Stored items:
[Start of section]

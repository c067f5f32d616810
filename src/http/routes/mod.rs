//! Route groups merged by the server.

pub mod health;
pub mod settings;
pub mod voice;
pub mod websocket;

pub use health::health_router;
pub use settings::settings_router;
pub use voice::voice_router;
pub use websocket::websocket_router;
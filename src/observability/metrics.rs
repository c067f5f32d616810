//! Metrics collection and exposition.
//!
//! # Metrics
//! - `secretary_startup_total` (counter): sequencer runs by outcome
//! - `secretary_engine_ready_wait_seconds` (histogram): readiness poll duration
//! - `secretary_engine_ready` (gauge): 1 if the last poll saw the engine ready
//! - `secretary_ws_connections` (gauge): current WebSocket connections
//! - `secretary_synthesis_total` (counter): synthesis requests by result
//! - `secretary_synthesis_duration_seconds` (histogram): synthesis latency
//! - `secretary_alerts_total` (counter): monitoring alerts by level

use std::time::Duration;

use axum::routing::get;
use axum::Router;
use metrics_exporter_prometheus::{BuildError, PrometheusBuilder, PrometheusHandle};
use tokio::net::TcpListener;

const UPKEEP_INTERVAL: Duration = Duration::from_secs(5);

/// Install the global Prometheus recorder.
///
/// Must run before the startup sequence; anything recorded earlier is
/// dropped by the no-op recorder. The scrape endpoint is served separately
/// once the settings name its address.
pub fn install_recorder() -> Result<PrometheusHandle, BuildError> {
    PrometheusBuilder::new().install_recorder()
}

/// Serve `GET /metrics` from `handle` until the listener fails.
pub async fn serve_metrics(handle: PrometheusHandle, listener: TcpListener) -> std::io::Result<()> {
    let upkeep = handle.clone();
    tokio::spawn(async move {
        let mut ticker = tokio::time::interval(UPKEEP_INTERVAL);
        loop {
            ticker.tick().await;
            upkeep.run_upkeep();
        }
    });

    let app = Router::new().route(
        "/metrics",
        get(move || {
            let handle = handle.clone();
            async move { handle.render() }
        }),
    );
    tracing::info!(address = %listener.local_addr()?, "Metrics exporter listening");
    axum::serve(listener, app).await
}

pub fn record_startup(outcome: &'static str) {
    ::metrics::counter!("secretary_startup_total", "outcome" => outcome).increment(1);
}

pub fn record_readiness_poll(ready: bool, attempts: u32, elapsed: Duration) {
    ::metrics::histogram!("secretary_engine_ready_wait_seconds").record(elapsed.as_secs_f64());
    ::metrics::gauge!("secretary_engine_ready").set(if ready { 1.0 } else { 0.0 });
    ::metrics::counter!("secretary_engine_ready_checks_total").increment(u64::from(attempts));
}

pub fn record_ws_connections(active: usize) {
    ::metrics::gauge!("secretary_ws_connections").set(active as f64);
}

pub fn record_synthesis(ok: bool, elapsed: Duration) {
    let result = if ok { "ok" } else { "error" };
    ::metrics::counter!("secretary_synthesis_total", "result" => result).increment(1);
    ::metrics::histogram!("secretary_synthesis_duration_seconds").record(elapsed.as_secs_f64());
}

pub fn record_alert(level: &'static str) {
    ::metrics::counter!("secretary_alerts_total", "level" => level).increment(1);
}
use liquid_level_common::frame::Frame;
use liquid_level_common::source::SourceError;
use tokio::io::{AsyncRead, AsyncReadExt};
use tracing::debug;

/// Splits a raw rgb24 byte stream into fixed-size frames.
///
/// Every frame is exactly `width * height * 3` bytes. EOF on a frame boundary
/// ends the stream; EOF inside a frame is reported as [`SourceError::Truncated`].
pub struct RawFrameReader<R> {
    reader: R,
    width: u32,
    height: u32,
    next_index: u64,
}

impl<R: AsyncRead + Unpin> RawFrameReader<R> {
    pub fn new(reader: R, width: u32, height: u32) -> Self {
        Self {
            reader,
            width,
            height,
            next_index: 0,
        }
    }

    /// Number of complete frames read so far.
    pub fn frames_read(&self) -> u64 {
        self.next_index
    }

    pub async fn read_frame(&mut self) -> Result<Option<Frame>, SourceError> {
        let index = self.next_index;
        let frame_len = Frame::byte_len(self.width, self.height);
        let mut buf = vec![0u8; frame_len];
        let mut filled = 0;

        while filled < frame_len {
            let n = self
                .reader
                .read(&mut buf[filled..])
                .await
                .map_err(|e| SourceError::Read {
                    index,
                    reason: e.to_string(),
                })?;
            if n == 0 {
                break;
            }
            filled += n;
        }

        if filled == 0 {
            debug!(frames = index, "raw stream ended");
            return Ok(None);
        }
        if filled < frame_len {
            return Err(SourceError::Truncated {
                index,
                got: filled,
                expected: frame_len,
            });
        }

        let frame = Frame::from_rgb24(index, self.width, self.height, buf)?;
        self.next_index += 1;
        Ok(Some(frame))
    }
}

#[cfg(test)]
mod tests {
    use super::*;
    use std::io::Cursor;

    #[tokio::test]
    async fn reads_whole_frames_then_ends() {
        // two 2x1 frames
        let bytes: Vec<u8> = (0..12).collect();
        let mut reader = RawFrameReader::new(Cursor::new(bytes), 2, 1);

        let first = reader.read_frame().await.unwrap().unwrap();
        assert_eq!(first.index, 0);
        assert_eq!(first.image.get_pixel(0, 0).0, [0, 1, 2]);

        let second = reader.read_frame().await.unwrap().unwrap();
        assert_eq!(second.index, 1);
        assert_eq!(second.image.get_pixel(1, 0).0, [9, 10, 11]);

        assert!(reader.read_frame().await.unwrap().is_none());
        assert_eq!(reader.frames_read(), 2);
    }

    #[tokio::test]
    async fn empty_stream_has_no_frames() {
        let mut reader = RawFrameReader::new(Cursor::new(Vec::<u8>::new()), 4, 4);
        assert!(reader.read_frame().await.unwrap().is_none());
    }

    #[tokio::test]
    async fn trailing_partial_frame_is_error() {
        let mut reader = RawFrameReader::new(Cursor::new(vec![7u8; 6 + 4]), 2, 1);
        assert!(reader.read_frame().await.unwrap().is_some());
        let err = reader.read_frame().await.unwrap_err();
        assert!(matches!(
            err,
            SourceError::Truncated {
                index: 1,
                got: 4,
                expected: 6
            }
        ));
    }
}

[End of section]
[Start of section]

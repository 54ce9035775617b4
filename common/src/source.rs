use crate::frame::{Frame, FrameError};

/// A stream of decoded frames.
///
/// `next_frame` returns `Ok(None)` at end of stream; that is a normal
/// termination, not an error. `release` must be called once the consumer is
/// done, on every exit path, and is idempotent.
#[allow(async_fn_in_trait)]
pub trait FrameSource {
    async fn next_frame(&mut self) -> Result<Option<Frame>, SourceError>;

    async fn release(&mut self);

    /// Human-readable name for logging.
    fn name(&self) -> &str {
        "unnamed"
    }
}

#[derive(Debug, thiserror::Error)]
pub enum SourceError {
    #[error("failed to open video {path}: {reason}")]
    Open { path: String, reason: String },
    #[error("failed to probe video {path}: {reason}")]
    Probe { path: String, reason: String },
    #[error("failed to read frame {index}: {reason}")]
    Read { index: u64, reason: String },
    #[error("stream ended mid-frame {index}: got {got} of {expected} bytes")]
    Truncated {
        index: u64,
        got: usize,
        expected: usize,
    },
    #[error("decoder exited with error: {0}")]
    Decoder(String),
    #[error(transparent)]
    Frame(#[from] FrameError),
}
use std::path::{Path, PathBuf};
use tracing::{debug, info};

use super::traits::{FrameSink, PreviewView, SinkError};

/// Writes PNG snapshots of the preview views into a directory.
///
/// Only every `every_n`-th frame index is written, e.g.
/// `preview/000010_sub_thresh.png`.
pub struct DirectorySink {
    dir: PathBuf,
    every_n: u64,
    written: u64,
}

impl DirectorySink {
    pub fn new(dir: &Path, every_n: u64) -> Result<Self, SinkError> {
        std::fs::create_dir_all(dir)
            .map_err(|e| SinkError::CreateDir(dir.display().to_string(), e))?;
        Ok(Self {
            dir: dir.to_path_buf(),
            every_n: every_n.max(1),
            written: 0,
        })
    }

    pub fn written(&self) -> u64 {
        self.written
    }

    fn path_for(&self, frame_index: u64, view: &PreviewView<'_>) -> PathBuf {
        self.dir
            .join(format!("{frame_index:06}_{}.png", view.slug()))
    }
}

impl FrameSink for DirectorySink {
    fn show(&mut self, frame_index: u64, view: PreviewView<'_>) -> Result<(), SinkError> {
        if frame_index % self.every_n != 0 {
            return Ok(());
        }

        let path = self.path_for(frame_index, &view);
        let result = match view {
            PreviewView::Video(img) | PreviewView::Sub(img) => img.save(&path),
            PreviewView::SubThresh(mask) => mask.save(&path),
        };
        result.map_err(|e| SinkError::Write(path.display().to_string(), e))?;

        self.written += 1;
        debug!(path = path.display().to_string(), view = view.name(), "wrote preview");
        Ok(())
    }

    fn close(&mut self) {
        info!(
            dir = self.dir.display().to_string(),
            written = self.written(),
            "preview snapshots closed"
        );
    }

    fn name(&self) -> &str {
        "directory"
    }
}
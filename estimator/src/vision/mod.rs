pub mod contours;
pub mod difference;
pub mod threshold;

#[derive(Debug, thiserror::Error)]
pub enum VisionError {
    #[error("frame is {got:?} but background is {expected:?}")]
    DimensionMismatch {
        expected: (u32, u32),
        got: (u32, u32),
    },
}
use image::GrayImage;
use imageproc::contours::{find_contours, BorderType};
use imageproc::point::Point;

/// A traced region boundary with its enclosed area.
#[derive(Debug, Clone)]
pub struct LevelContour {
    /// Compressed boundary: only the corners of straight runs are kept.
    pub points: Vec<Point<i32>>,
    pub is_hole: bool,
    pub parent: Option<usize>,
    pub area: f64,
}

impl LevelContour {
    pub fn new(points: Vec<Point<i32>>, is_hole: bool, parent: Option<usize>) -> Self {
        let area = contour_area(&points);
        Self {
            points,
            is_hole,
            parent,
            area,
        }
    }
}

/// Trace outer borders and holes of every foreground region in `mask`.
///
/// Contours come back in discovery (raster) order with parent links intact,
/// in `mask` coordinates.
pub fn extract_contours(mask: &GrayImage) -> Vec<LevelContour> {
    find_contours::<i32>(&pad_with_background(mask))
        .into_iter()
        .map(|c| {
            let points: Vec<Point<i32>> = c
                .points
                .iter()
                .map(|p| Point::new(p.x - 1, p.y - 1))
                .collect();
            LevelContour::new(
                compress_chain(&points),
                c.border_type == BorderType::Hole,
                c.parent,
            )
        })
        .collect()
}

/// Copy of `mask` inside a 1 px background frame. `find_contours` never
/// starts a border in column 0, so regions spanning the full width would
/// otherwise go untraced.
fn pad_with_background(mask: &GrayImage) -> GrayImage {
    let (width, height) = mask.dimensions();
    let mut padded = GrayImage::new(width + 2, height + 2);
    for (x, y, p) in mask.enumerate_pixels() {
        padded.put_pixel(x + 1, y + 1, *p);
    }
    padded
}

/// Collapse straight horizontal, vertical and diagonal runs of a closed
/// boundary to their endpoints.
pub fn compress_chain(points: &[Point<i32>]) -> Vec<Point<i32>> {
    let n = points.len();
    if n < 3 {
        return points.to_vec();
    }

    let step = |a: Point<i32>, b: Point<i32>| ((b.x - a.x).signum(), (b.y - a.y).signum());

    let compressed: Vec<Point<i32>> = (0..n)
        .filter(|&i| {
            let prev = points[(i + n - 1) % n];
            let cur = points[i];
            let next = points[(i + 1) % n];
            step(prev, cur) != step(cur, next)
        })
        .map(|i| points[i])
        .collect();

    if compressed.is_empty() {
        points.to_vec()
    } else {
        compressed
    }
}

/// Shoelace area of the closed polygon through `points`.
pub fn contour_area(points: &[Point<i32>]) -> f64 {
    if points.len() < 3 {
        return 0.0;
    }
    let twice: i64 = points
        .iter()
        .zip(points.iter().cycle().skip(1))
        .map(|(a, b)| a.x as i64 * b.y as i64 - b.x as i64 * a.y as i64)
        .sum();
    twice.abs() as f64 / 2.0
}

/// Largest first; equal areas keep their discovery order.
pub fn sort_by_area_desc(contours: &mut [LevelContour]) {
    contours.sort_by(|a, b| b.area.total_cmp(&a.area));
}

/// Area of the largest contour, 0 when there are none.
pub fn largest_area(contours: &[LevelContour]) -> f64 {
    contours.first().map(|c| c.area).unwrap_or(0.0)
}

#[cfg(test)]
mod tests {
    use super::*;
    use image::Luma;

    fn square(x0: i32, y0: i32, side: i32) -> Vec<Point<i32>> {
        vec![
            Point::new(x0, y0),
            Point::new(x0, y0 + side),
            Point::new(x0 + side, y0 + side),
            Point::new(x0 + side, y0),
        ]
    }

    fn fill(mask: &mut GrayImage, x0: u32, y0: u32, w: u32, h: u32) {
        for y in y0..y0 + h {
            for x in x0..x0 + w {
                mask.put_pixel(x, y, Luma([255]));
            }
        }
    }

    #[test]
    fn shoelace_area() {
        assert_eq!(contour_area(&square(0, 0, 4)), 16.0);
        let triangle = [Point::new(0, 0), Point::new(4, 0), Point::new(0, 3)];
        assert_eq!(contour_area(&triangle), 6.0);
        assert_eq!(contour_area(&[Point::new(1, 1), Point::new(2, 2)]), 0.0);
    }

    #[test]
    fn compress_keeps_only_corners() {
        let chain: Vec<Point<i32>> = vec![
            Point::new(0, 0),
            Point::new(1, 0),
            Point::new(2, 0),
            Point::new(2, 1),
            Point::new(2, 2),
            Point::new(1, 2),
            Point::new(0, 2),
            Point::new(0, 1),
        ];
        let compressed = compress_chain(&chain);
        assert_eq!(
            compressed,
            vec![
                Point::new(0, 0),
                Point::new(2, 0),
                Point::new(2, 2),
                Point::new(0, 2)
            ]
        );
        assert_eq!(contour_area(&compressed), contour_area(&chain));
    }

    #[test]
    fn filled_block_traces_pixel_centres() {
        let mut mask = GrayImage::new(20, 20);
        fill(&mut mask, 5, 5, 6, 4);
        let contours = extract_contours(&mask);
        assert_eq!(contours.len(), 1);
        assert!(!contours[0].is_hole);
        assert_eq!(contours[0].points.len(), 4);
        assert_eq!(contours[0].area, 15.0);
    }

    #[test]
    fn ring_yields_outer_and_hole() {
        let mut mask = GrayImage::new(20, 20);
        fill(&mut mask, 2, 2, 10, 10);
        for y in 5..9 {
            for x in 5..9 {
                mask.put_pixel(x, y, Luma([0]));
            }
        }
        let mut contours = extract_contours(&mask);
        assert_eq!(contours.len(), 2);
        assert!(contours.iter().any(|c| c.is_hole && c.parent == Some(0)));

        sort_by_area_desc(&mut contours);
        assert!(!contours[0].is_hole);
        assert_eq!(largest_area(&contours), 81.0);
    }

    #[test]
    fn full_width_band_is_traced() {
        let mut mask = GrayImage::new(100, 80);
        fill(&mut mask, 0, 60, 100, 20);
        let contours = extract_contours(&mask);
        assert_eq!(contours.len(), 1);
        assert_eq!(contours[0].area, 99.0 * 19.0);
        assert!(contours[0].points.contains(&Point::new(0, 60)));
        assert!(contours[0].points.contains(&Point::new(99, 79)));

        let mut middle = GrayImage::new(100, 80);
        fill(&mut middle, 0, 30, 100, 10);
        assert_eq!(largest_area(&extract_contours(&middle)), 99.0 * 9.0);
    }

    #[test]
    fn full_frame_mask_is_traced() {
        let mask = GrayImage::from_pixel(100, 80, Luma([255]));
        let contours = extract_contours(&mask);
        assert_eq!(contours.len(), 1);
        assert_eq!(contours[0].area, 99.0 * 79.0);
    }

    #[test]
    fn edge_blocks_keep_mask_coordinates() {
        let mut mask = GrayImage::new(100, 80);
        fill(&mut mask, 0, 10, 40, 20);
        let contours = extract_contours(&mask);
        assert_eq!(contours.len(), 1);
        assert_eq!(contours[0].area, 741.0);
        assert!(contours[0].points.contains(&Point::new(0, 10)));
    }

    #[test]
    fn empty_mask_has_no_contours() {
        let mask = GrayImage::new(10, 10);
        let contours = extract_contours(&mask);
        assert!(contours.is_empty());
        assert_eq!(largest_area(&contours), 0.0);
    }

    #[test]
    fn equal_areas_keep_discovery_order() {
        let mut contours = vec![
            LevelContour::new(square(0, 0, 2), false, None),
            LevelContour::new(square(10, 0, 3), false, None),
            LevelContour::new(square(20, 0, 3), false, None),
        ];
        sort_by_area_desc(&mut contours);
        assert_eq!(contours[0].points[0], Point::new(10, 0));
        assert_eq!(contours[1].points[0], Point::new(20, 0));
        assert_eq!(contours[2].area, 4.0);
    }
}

[End of section]

## WHAT THE EXERCISE ASKS
With "move" as the search word, count the matching lines in the records and give the number alone.

## EXERCISE RESULT
3